Amid fears of an apartment supply glut in Australia in the coming years, Asian Pacific Group chief executive Will Deague begs to differ.
"Based on what I have seen, with the number of cranes, Melbourne will only be able to complete about 4,500 apartments a year," he said. "It's a bugbear for me when I see the media writing about an oversupply. Melbourne has an undersupply of apartments, not an oversupply."
Though building approvals and pre-sales are high, Deague believes that the actual apartments being built are way lower. According to his calculations, 4,500 apartments a year will be built in Melbourne, and that is not enough to house 4,000 new people arriving in the city each week.
"If you look at some of the resales, you are going to have the odd situation where people are going to panic," said Jonathan Deague, managing director of Asian Pacific Group.

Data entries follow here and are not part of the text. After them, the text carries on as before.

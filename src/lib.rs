// src/lib.rs
pub mod app;
pub mod config;
pub mod discovery;
pub mod health;
pub mod metrics;
pub mod proxy;
pub mod registry;
pub mod router;
pub mod server;
pub mod shutdown;
pub mod translate;
// src/config/mod.rs
mod models;

pub use models::*;

use anyhow::{Context, Result};
use config::{Environment, File};
use std::path::Path;

/// Environment variables override the file, e.g. `ZEROCONF_PROXY__SERVER__PORT=9000`.
pub const ENV_PREFIX: &str = "ZEROCONF_PROXY";

/// Load configuration: compiled defaults, then the file at `path` (YAML, JSON or
/// TOML by extension; a missing file is skipped), then the environment.
pub fn load_config<P: AsRef<Path>>(path: P) -> Result<Config> {
    let path = path.as_ref();

    let layers = config::Config::builder()
        .add_source(
            config::Config::try_from(&Config::default())
                .context("Failed to serialize default config")?,
        )
        .add_source(File::from(path).required(false))
        .add_source(
            Environment::with_prefix(ENV_PREFIX)
                .prefix_separator("__")
                .separator("__")
                .try_parsing(true),
        )
        .build()
        .with_context(|| format!("Failed to read config from {}", path.display()))?;

    let config: Config = layers
        .try_deserialize()
        .context("Failed to parse config")?;

    Ok(config)
}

Last March, the residential market was sent into a panic after figures showed as much as a 30 per cent decline in apartment resale prices in the Melbourne CBD. But the younger Deague pointed out that "Property is not a one-year investment," so there is bound to be some "blips" in the property investment cycle and that in general, the Melbourne apartments are on the "right side of the block."
Indeed, the Asian Pacific Group is not slowing down development. It is currently developing Whitehorse Towers apartments in Melbourne's Box Hill and co-developing Collins House apartments in the CBD. It also has ongoing projects in Queensland and Brisbane.